TASK OBJECTIVE — Look through the lines below and extract each one that contains "invocations".
━━━━━━━━━━━━━━━━━━━━━━━━━━━━━━
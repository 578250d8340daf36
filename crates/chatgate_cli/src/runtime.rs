//! Single-threaded control loop around [`SessionController`].
//!
//! Backend invocations run on worker threads and post their units back
//! through one channel together with user input, so every controller
//! mutation happens on the thread that owns the [`Runtime`].

use std::panic::{catch_unwind, AssertUnwindSafe};
use std::path::Path;
use std::sync::atomic::{AtomicBool, Ordering};
use std::sync::mpsc::{self, Receiver, RecvTimeoutError, Sender};
use std::sync::Arc;
use std::thread::{self, JoinHandle};
use std::time::{Duration, Instant};

use chat_protocol::{
    Backend, CancelSignal, ChatSession, InvocationRequest, ProtocolUnit, Settings,
};
use chatgate::{
    BackendStatus, ControllerConfig, ControllerError, HostOps, InvocationId, SessionController,
    TurnEvent,
};
use history_store::{HistoryStore, HistoryStoreError, SettingsStore};
use tracing::{debug, warn};

/// Upper bound on how long the loop blocks without re-checking deadlines.
pub const MAX_IDLE_WAIT: Duration = Duration::from_secs(1);

#[derive(Debug, Clone, PartialEq)]
pub enum RuntimeEvent {
    Unit {
        invocation_id: InvocationId,
        unit: ProtocolUnit,
    },
    Ended {
        invocation_id: InvocationId,
        result: Result<(), String>,
    },
    Input(String),
    InputClosed,
}

#[derive(Debug, Clone, Copy, PartialEq, Eq)]
pub enum Flow {
    Continue,
    Quit,
}

/// Presentation and input routing, driven by the runtime loop.
pub trait Frontend {
    fn render(&mut self, event: &TurnEvent, controller: &SessionController);
    fn on_input(&mut self, line: &str, ctx: &mut RuntimeContext<'_>) -> Flow;
}

struct ActiveInvocation {
    invocation_id: InvocationId,
    cancel: CancelSignal,
    join_handle: Option<JoinHandle<()>>,
}

/// [`HostOps`] implementation backed by worker threads and file stores.
pub struct RuntimeHost {
    backend: Arc<dyn Backend>,
    history: HistoryStore,
    settings: SettingsStore,
    sender: Sender<RuntimeEvent>,
    next_invocation_id: InvocationId,
    invocations: Vec<ActiveInvocation>,
    events: Vec<TurnEvent>,
}

impl RuntimeHost {
    fn new(backend: Arc<dyn Backend>, config_root: &Path, sender: Sender<RuntimeEvent>) -> Self {
        Self {
            backend,
            history: HistoryStore::new(config_root),
            settings: SettingsStore::new(config_root),
            sender,
            next_invocation_id: 1,
            invocations: Vec::new(),
            events: Vec::new(),
        }
    }

    pub fn history(&self) -> &HistoryStore {
        &self.history
    }

    fn spawn_worker(
        &self,
        invocation_id: InvocationId,
        request: InvocationRequest,
        cancel: CancelSignal,
    ) -> Result<JoinHandle<()>, String> {
        let backend = Arc::clone(&self.backend);
        let sender = self.sender.clone();
        thread::Builder::new()
            .name(format!("chatgate-invocation-{invocation_id}"))
            .spawn(move || run_worker(backend, invocation_id, request, cancel, sender))
            .map_err(|error| format!("Failed to spawn invocation worker: {error}"))
    }

    fn reap_finished(&mut self) {
        self.invocations.retain_mut(|invocation| {
            let finished = invocation
                .join_handle
                .as_ref()
                .map_or(true, JoinHandle::is_finished);
            if finished {
                if let Some(handle) = invocation.join_handle.take() {
                    let _ = handle.join();
                }
            }
            !finished
        });
    }

    fn shutdown(&mut self) {
        for invocation in &self.invocations {
            invocation.cancel.store(true, Ordering::SeqCst);
        }
        for mut invocation in self.invocations.drain(..) {
            if let Some(handle) = invocation.join_handle.take() {
                let _ = handle.join();
            }
        }
    }
}

fn run_worker(
    backend: Arc<dyn Backend>,
    invocation_id: InvocationId,
    request: InvocationRequest,
    cancel: CancelSignal,
    sender: Sender<RuntimeEvent>,
) {
    let unit_sender = sender.clone();
    let mut emit = move |unit: ProtocolUnit| {
        let _ = unit_sender.send(RuntimeEvent::Unit {
            invocation_id,
            unit,
        });
    };

    let result = match catch_unwind(AssertUnwindSafe(|| {
        backend.invoke(request, Arc::clone(&cancel), &mut emit)
    })) {
        Ok(result) => result,
        Err(_) => Err("Backend panicked".to_string()),
    };

    let _ = sender.send(RuntimeEvent::Ended {
        invocation_id,
        result,
    });
}

impl HostOps for RuntimeHost {
    fn start_invocation(&mut self, request: InvocationRequest) -> Result<InvocationId, String> {
        self.reap_finished();

        let invocation_id = self.next_invocation_id;
        self.next_invocation_id += 1;
        let cancel: CancelSignal = Arc::new(AtomicBool::new(false));
        let join_handle = self.spawn_worker(invocation_id, request, Arc::clone(&cancel))?;

        self.invocations.push(ActiveInvocation {
            invocation_id,
            cancel,
            join_handle: Some(join_handle),
        });
        debug!(invocation_id, "invocation worker started");
        Ok(invocation_id)
    }

    fn cancel_invocation(&mut self, invocation_id: InvocationId, session_id: &str) {
        if let Some(invocation) = self
            .invocations
            .iter()
            .find(|invocation| invocation.invocation_id == invocation_id)
        {
            invocation.cancel.store(true, Ordering::SeqCst);
        }

        if let Err(error) = self.backend.cancel(session_id) {
            warn!(invocation_id, session_id, error = %error, "backend cancel failed");
        }
    }

    fn save_session(&mut self, session: &ChatSession) -> Result<(), String> {
        self.history.save(session).map_err(|error| error.to_string())
    }

    fn delete_session(&mut self, session_id: &str) -> Result<(), String> {
        self.history
            .delete(session_id)
            .map_err(|error| error.to_string())
    }

    fn validate_folder(&self, path: &Path) -> bool {
        self.settings.validate_folder(path)
    }

    fn save_settings(&mut self, settings: &Settings) -> Result<(), String> {
        self.settings.save(settings).map_err(|error| error.to_string())
    }

    fn emit(&mut self, event: TurnEvent) {
        self.events.push(event);
    }
}

/// Controller plus host for one frontend call, stamped with the time the
/// input arrived.
pub struct RuntimeContext<'a> {
    controller: &'a mut SessionController,
    host: &'a mut RuntimeHost,
    now: Instant,
}

impl RuntimeContext<'_> {
    pub fn controller(&self) -> &SessionController {
        self.controller
    }

    pub fn on_activity(&mut self) {
        self.controller.on_activity(self.now);
    }

    pub fn dismiss_warning(&mut self) {
        self.controller.dismiss_inactivity_warning(self.now);
    }

    pub fn send_message(&mut self, text: &str) -> Result<(), ControllerError> {
        self.controller.send_message(text, self.now, &mut *self.host)
    }

    pub fn approve(&mut self) -> Result<(), ControllerError> {
        self.controller.approve_tool(self.now, &mut *self.host)
    }

    pub fn deny(&mut self) -> Result<(), ControllerError> {
        self.controller.deny_tool(self.now, &mut *self.host)
    }

    pub fn set_answer(&mut self, index: usize, answer: &str) -> Result<(), ControllerError> {
        self.controller.set_answer(index, answer)
    }

    pub fn submit_answers(&mut self) -> Result<(), ControllerError> {
        self.controller.submit_answers(self.now, &mut *self.host)
    }

    pub fn stop(&mut self) {
        self.controller.stop_generation(&mut *self.host);
    }

    pub fn new_chat(&mut self) {
        self.controller.new_chat(&mut *self.host);
    }

    pub fn list_history(&self) -> Result<Vec<ChatSession>, HistoryStoreError> {
        self.host.history().list()
    }

    pub fn open_session(&mut self, record: ChatSession) -> Result<(), ControllerError> {
        self.controller.open_session(record, self.now, &mut *self.host)
    }

    pub fn delete_session(&mut self, session_id: &str) -> Result<(), ControllerError> {
        self.controller.delete_session(session_id, &mut *self.host)
    }

    pub fn apply_settings(&mut self, update: Settings) -> Result<(), ControllerError> {
        self.controller.apply_settings(update, &mut *self.host)
    }

    /// Queues a presentation event alongside the controller's own.
    pub fn emit(&mut self, event: TurnEvent) {
        self.host.emit(event);
    }
}

pub struct Runtime {
    controller: SessionController,
    host: RuntimeHost,
    receiver: Receiver<RuntimeEvent>,
}

impl Runtime {
    pub fn new(backend: Arc<dyn Backend>, config_root: &Path, config: ControllerConfig) -> Self {
        let (sender, receiver) = mpsc::channel();
        Self {
            controller: SessionController::new(config),
            host: RuntimeHost::new(backend, config_root, sender),
            receiver,
        }
    }

    /// Channel for feeding user input from another thread.
    pub fn sender(&self) -> Sender<RuntimeEvent> {
        self.host.sender.clone()
    }

    pub fn controller(&self) -> &SessionController {
        &self.controller
    }

    /// Probes the backend and records the outcome on the controller.
    pub fn check_backend(&mut self) {
        let status = match self.host.backend.check_available() {
            Ok(version) => BackendStatus::Available { version },
            Err(error) => BackendStatus::Unavailable {
                reason: error.to_string(),
            },
        };
        self.controller.set_backend_status(status, &mut self.host);
    }

    pub fn take_events(&mut self) -> Vec<TurnEvent> {
        std::mem::take(&mut self.host.events)
    }

    pub fn context(&mut self, now: Instant) -> RuntimeContext<'_> {
        RuntimeContext {
            controller: &mut self.controller,
            host: &mut self.host,
            now,
        }
    }

    /// Applies one event to the controller.
    pub fn handle(&mut self, event: RuntimeEvent, frontend: &mut dyn Frontend) -> Flow {
        let flow = match event {
            RuntimeEvent::Unit {
                invocation_id,
                unit,
            } => {
                self.controller
                    .on_protocol_unit(invocation_id, unit, &mut self.host);
                Flow::Continue
            }
            RuntimeEvent::Ended {
                invocation_id,
                result,
            } => {
                self.controller
                    .on_invocation_ended(invocation_id, result, &mut self.host);
                self.host.reap_finished();
                Flow::Continue
            }
            RuntimeEvent::Input(line) => {
                let mut ctx = self.context(Instant::now());
                frontend.on_input(&line, &mut ctx)
            }
            RuntimeEvent::InputClosed => Flow::Quit,
        };

        self.flush(frontend);
        flow
    }

    /// Waits up to `max_wait` (or the next inactivity deadline) for one event,
    /// then polls the inactivity timers.
    pub fn step(&mut self, frontend: &mut dyn Frontend, max_wait: Duration) -> Flow {
        let wait = match self.controller.next_deadline() {
            Some(deadline) => deadline
                .saturating_duration_since(Instant::now())
                .min(max_wait),
            None => max_wait,
        };

        let flow = match self.receiver.recv_timeout(wait) {
            Ok(event) => self.handle(event, frontend),
            Err(RecvTimeoutError::Timeout) => Flow::Continue,
            Err(RecvTimeoutError::Disconnected) => Flow::Quit,
        };

        self.tick(Instant::now(), frontend);
        flow
    }

    /// Fires any inactivity alarm due at `now`.
    pub fn tick(&mut self, now: Instant, frontend: &mut dyn Frontend) {
        self.controller.on_tick(now, &mut self.host);
        self.flush(frontend);
    }

    pub fn run(&mut self, frontend: &mut dyn Frontend) {
        self.flush(frontend);
        while self.step(frontend, MAX_IDLE_WAIT) == Flow::Continue {}
        self.shutdown(frontend);
    }

    /// Stops any streaming turn and joins worker threads.
    pub fn shutdown(&mut self, frontend: &mut dyn Frontend) {
        if self.controller.is_streaming() {
            self.controller.stop_generation(&mut self.host);
        }
        self.host.shutdown();
        self.flush(frontend);
    }

    fn flush(&mut self, frontend: &mut dyn Frontend) {
        for event in self.take_events() {
            frontend.render(&event, &self.controller);
        }
    }
}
━━━━━━━━━━━━━━━━━━━━━━━━━━━━━━
EXERCISE OUTPUT —
//! Backend invocations run on worker threads and post their units back
    invocations: Vec<ActiveInvocation>,
            invocations: Vec::new(),
        self.invocations.retain_mut(|invocation| {
        for invocation in &self.invocations {
        for mut invocation in self.invocations.drain(..) {
        self.invocations.push(ActiveInvocation {
            .invocations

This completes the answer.